By Sunday, the fourth day of the campaign, the petition was already signed by 75,000 people. There were several individual petitions against the nuclear phase-out policy, but the latest is drawing public support at an explosive pace. Many have begun to doubt power security without nuclear reactors. Nuclear engineering majors whose career prospects have dimmed due to the loss of reactors and Uljin County residents whose community has been wrecked by the suspension of the construction of the two reactors will go on a nationwide tour to get signatures. If they get 1 million signatures, the government will inevitably have to reconsider its plan to discontinue the project.

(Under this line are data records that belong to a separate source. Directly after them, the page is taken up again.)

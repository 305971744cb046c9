//! Per-connection request/response lifecycle (§4.10).
//!
//! Drives one connection through repeated request cycles: read head,
//! validate, match a route, run its validator and action, finalize the
//! response, drain the body, and decide keep-alive. Returns when the
//! connection should close.

use crate::config::config;
use crate::http::parser::{Parser, ParserOk};
use crate::http::request::Request;
use crate::http::response::Response;
use crate::http::status::HttpStatus;
use crate::http::validator::Validator;
use crate::net::context::Context;
use crate::routing::path_matcher::{ActionFuture, PathMatcher};
use async_std::io::ReadExt;
use async_std::net::TcpStream;
use std::any::Any;
use std::future::{poll_fn, Future};
use std::panic::{self, AssertUnwindSafe};
use std::sync::Arc;
use std::task::Poll;
use std::time::Duration;

enum ConnectionAction {
    KeepAlive,
    Close,
}

/// Per-connection request/response loop. `idle_timeout`, when set, bounds
/// how long the connection may sit between requests before it is torn
/// down (§5 "Cancellation and timeout": "Per-connection idle timeouts...
/// on expiry, the Store emits a `Remove` update for the descriptor" — the
/// `Remove` update here is enqueued by the caller once `serve` returns,
/// since the descriptor id lives in the [`Context`] the dispatcher is
/// handed, not in the dispatcher itself).
pub struct Dispatcher<'a> {
    matcher: &'a PathMatcher,
    idle_timeout: Option<Duration>,
}

impl<'a> Dispatcher<'a> {
    pub fn new(matcher: &'a PathMatcher, idle_timeout: Option<Duration>) -> Self {
        Self { matcher, idle_timeout }
    }

    /// Serves requests on `stream` until the peer closes, a framing error
    /// or `Connection: close` ends the connection, or the idle timeout
    /// between requests elapses.
    pub async fn serve(&self, stream: TcpStream, context: Arc<Context>) {
        loop {
            match self.serve_one(stream.clone(), context.clone()).await {
                ConnectionAction::KeepAlive => continue,
                ConnectionAction::Close => break,
            }
        }
    }

    async fn serve_one(&self, mut stream: TcpStream, context: Arc<Context>) -> ConnectionAction {
        let mut parser = Parser::new();
        let mut req = Request::empty();
        let mut buf = vec![0u8; config().buffer_size];
        let mut any_bytes_seen = false;

        // Re-parses whatever is already buffered on every iteration instead
        // of gating the socket read on `parser.is_buffer_empty()`: a
        // fragmented request line or header line leaves the parser holding
        // un-consumed bytes (`buf_len>0`) while still reporting `Incomplete`,
        // and gating the read on an empty buffer would spin calling
        // `parser.feed(&[], ..)` forever without ever reading more from the
        // socket (§8 Scenario 6 forbids exactly this busy-loop).
        let head_outcome = loop {
            let outcome = match parser.feed(&[], &mut req) {
                Ok(ParserOk::Incomplete) => {
                    // Only the wait for the *next* request's first byte is
                    // bounded by the idle timeout; once a request is under
                    // way a slow peer is a framing concern, not an idle one
                    // (§8 Scenario 6: suspending on a trickling peer mid-body
                    // must not be torn down as idle).
                    let read_result = match (self.idle_timeout, any_bytes_seen) {
                        (Some(timeout), false) => {
                            async_std::io::timeout(timeout, stream.read(&mut buf)).await
                        }
                        _ => stream.read(&mut buf).await,
                    };
                    match read_result {
                        Ok(0) => break Err(None),
                        Ok(n) => {
                            any_bytes_seen = true;
                            match parser.feed(&buf[..n], &mut req) {
                                Ok(o) => o,
                                Err(e) => break Err(Some(e)),
                            }
                        }
                        Err(e) if e.kind() == std::io::ErrorKind::Interrupted => continue,
                        Err(e) if e.kind() == std::io::ErrorKind::TimedOut => {
                            log::debug!("connection idle timeout elapsed");
                            break Err(None);
                        }
                        Err(e) => {
                            log::debug!("read error on connection: {e}");
                            break Err(None);
                        }
                    }
                }
                Ok(o) => o,
                Err(e) => break Err(Some(e)),
            };

            match outcome {
                ParserOk::HeadersDone | ParserOk::Done => break Ok(()),
                ParserOk::Incomplete | ParserOk::Ok => continue,
            }
        };

        match head_outcome {
            Err(None) => return ConnectionAction::Close,
            Err(Some(err)) => {
                if any_bytes_seen {
                    let mut response = Response::new(stream.clone(), req.version);
                    response.status = err.into_http_status();
                    let _ = response.send(err.into_http_status().reason_phrase().as_bytes()).await;
                }
                return ConnectionAction::Close;
            }
            Ok(()) => {}
        }

        if let Err(err) = Validator::validate_request(&req) {
            let mut response = Response::new(stream.clone(), req.version);
            response.status = err.into_http_status();
            let _ = response.send(err.into_http_status().reason_phrase().as_bytes()).await;
            return ConnectionAction::Close;
        }

        let framing = parser.framing(req.method);
        let leftover = parser.take_leftover();
        let body_reader =
            crate::http::stream_codec::BodyReader::new(stream.clone(), framing, leftover);
        req.attach_body(body_reader);
        req.attach_context(context);

        for (key, value) in req.url.query_pairs() {
            req.variables
                .insert_or_assign(key.to_string(), value.to_string());
        }

        let mut response = Response::new(stream.clone(), req.version);
        let candidates = self.matcher.candidates(req.method, req.url.pathname().to_string().as_str());

        let mut dispatched = false;
        for candidate in candidates {
            for (key, value) in &candidate.captures {
                req.variables.insert_or_assign(key.clone(), value.clone());
            }

            if is_form_urlencoded(&req) {
                if let Ok(body) = read_body_to_end(&mut req).await {
                    for (key, value) in crate::http::url::decode_query(&String::from_utf8_lossy(&body))
                    {
                        req.variables.insert_or_assign(key, value);
                    }
                }
            }

            if !(candidate.route.validator)(&req) {
                continue;
            }

            let action_future = (candidate.route.action)(&mut req, &mut response);
            match run_action_catching_panics(action_future).await {
                Ok(true) => {
                    dispatched = true;
                    break;
                }
                Ok(false) => continue,
                Err(payload) => {
                    // §4.10 / §7: a panicking handler translates to 500 and
                    // a closed connection, never an aborted task with no
                    // response at all.
                    log::error!("handler panicked: {}", panic_payload_message(&payload));
                    if !response.headers_sent() {
                        response.status = HttpStatus::InternalServerError;
                        let _ = response.send(b"Internal Server Error").await;
                    }
                    return ConnectionAction::Close;
                }
            }
        }

        if !dispatched {
            response.status = HttpStatus::NotFound;
            let body = b"Not Found";
            let _ = response.send(body).await;
        } else {
            let _ = response.finish().await;
        }

        let _ = req.body().drain().await;

        if self.should_keep_alive(&req) {
            ConnectionAction::KeepAlive
        } else {
            ConnectionAction::Close
        }
    }

    fn should_keep_alive(&self, req: &Request) -> bool {
        let connection = req.headers.get("Connection").map(str::to_ascii_lowercase);
        match req.version {
            crate::http::HttpVersion::V1_0 => connection.as_deref() == Some("keep-alive"),
            _ => connection.as_deref() != Some("close"),
        }
    }
}

/// Polls a route action to completion, converting a panic raised inside it
/// into `Err` instead of unwinding through the connection task (§4.10:
/// "Handler exceptions/panics ... translate to a 500 response and `Done`").
/// `catch_unwind` only wraps a synchronous closure, so each poll of the
/// action's future is individually wrapped — the same `panic::catch_unwind`
/// + `AssertUnwindSafe` boundary the pack uses around handler dispatch (see
/// `denoland-deno`'s `lsp/dispatch.rs`), adapted here to drive an async
/// action instead of calling a synchronous one.
async fn run_action_catching_panics(
    mut fut: ActionFuture<'_>,
) -> Result<bool, Box<dyn Any + Send>> {
    poll_fn(move |cx| match panic::catch_unwind(AssertUnwindSafe(|| fut.as_mut().poll(cx))) {
        Ok(poll) => poll.map(Ok),
        Err(payload) => Poll::Ready(Err(payload)),
    })
    .await
}

fn panic_payload_message(payload: &(dyn Any + Send)) -> &str {
    if let Some(s) = payload.downcast_ref::<&str>() {
        s
    } else if let Some(s) = payload.downcast_ref::<String>() {
        s.as_str()
    } else {
        "non-string panic payload"
    }
}

fn is_form_urlencoded(req: &Request) -> bool {
    req.headers
        .get("Content-Type")
        .map(|v| {
            v.split(';')
                .next()
                .unwrap_or("")
                .trim()
                .eq_ignore_ascii_case("application/x-www-form-urlencoded")
        })
        .unwrap_or(false)
}

async fn read_body_to_end(req: &mut Request) -> std::io::Result<Vec<u8>> {
    let mut out = Vec::new();
    let mut chunk = [0u8; 4096];
    loop {
        let n = req.body().read(&mut chunk).await?;
        if n == 0 {
            break;
        }
        out.extend_from_slice(&chunk[..n]);
    }
    Ok(out)
}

The launch of the campaign was joined not just by LKP members, but also politicians from the Bareunmirae Party and Justice Party. A 61-year-old environmental activist from Gwangju — the support base for the ruling DP — claimed that going nuclear free is inviting doom on the nation.

테스트

Lawmakers of the opposition Liberty Korea Party launch a nationwide campaign to oppose the Moon Jae-in administration’s nuclear phase-out policy. [NEWS1]

Shin Kwang-jo, co-head of the campaign, introduced himself as a former student activist who went to the same high school as Prime Minister Lee Nak-yeon. He spent his savings on a full-page ad in the Hankyoreh, a leftist newspaper.

In a public challenge to the prime minister, Shin asked why the government was out to discourage science and technology advances and darken the prospects for the future. He claimed a future-oriented energy sourced by mixing nuclear and solar power should be the direction for the country to secure clean fuel and energy security. He lashed out at why the administration was dumping nuclear power that has provided cheap electricity and helped our industrial development without a single accident over the last 45 years.

The government is out to scrap the Shin Hanul 3, 4 reactor construction projects that have already broken ground in Uljin. The future of the reactors is at stake. If they are not built, engineers and the supply chain of the nuclear reactor industry will be lost beyond repair. Even if South Korea’s reactor technology is sold overseas or adopted for commercial use in North Korea, supplies at home will come to cease. Once the lifeline is cut, an industry cannot be revived. The desperate action to save the Shin Hanul 3 and 4 reactors picked up on the brink of their death sentence.

If the petition can change the president’s mind, the alliance against Moon will find no reason to exist. The Shin Hanul reactors should be saved.